Model Factory at ING Bank

Wednesday, March 20
11:00 AM - 11:40 AM
Room 120-121

At ING Bank, machine learning models are a key factor in making relevant engagements with our customers, empowering them to stay a step ahead in life and in business. In our efforts to make the model building process more rapid, compliant, validated and accessible to roles other than data scientists (such as data analysts or customer journey experts), we have structured it for an easy creation of propensity models.

In this talk, I will present this structure, focusing on pipelining data science models in Apache Spark. In particular, I will show how we use Apache Sqoop & Ranger to comply with GDPR, build a data science workflow on top of python and Jupyter, extend the SparkML libraries on PySpark to create custom standardizers and cross-validators, and show an in-house developed monitoring tool built on top of Elasticsearch for model evaluation.
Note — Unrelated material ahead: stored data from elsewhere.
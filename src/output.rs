//! CLI output formatting.
//!
//! Every command prints its result as lines with the same shape: one header
//! line naming the entity, then indented context lines.
//!
//! ## transform
//!
//! ```text
//! photos/cat.jpg → 400x300 webp, 18231 bytes (cached)
//!     Key: photos/cat.jpg@@9f86...@@p
//!     URL: https://img.example.com/cache/photos/cat.jpg@@9f86...@@p
//!     Saved: out/cat.webp
//!     Warning: filter 'sparkle' (step 2) skipped: unknown filter
//! ```
//!
//! ## audit
//!
//! ```text
//! Audit local
//!     Expired removed: 3
//!     Stale records purged: 0
//!     Orphans indexed: 1
//!     Orphans removed: 0
//! ```
//!
//! ## connections
//!
//! ```text
//! local (local) [default]
//! cdn (s3) [invalid: s3 connection needs `bucket`]
//! ```
//!
//! # Architecture
//!
//! Each command has a `format_*` function (returns `Vec<String>`) for
//! testability and a `print_*` wrapper that writes to stdout. Format
//! functions are pure: no I/O, no side effects.

use crate::cache::{AuditReport, ConnectionInfo};
use crate::engine::{TransformError, TransformOutput};
use crate::filters::FilterRegistry;
use std::path::Path;

/// Return indentation string: 4 spaces per depth level.
fn indent(depth: usize) -> String {
    "    ".repeat(depth)
}

fn context(label: &str, value: impl std::fmt::Display) -> String {
    format!("{}{label}: {value}", indent(1))
}

// ============================================================================
// transform
// ============================================================================

pub fn format_transform_output(
    source: &str,
    output: &TransformOutput,
    saved_to: Option<&Path>,
) -> Vec<String> {
    let origin = if output.cached { "cached" } else { "built" };
    let mut lines = vec![format!(
        "{source} → {}x{} {}, {} bytes ({origin})",
        output.width,
        output.height,
        output.format,
        output.bytes.len()
    )];
    lines.push(context("Key", &output.key));
    if let Some(url) = &output.url {
        lines.push(context("URL", url));
    }
    if let Some(path) = saved_to {
        lines.push(context("Saved", path.display()));
    }
    if let Some(tag) = &output.markup {
        lines.push(context("Tag", tag));
    }
    for diagnostic in &output.diagnostics {
        lines.push(context("Warning", diagnostic));
    }
    lines
}

pub fn print_transform_output(source: &str, output: &TransformOutput, saved_to: Option<&Path>) {
    for line in format_transform_output(source, output, saved_to) {
        println!("{line}");
    }
}

pub fn format_transform_error(source: &str, error: &TransformError) -> Vec<String> {
    vec![format!("{source} → failed"), context("Error", error)]
}

pub fn print_transform_error(source: &str, error: &TransformError) {
    for line in format_transform_error(source, error) {
        eprintln!("{line}");
    }
}

// ============================================================================
// audit
// ============================================================================

pub fn format_audit_report(report: &AuditReport) -> Vec<String> {
    let mut header = format!("Audit {}", report.connection);
    if report.cancelled {
        header.push_str(" (cancelled)");
    }
    let mut lines = vec![header];
    if !report.listed {
        lines.push(format!("{}Listing unsupported; checked index records only", indent(1)));
    }
    lines.push(context("Records checked", report.records_checked));
    if report.listed {
        lines.push(context("Files checked", report.files_checked));
    }
    lines.push(context("Expired removed", report.expired_removed));
    lines.push(context("Stale records purged", report.stale_records_purged));
    lines.push(context("Orphans indexed", report.orphans_indexed));
    lines.push(context("Orphans removed", report.orphans_removed));
    if report.skipped_in_flight > 0 {
        lines.push(context("Skipped (being written)", report.skipped_in_flight));
    }
    for error in &report.errors {
        lines.push(context("Error", error));
    }
    lines
}

pub fn print_audit_report(report: &AuditReport) {
    for line in format_audit_report(report) {
        println!("{line}");
    }
}

// ============================================================================
// connections / filters
// ============================================================================

pub fn format_connections(connections: &[ConnectionInfo]) -> Vec<String> {
    connections
        .iter()
        .map(|c| {
            let mut line = format!("{} ({})", c.name, c.kind.name());
            if c.is_default {
                line.push_str(" [default]");
            }
            if !c.is_valid {
                let reason = c.problem.as_deref().unwrap_or("unavailable");
                line.push_str(&format!(" [invalid: {reason}]"));
            }
            line
        })
        .collect()
}

pub fn print_connections(connections: &[ConnectionInfo]) {
    for line in format_connections(connections) {
        println!("{line}");
    }
}

pub fn format_filters(registry: &FilterRegistry) -> Vec<String> {
    let width = registry.specs().map(|s| s.name.len()).max().unwrap_or(0);
    registry
        .specs()
        .map(|s| format!("{:<width$}  {}", s.name, s.usage))
        .collect()
}

pub fn print_filters(registry: &FilterRegistry) {
    for line in format_filters(registry) {
        println!("{line}");
    }
}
Finally, I will describe the type of engagement analysts and customer journey experts have with the result set of the models created, and how we refine our dashboards (in IBM Cognos) accordingly.


Dor Kedem
Lead Data Scientist
ING Bank
Dor has over a decade of experience developing big data products for security industries, financial markets and banking industries. His research on metric learning and cost-sensitive learning has earned him publications in NIPS, AISTATS and a monetary prize in Cha-Learn competitions. As a senior data scientist at ING Bank, he is involved with multiple projects modelling consumer and market behavior, optimizing business and IT processes and contributing to the data science way-of-working, rapid exploration and continuous delivery processes.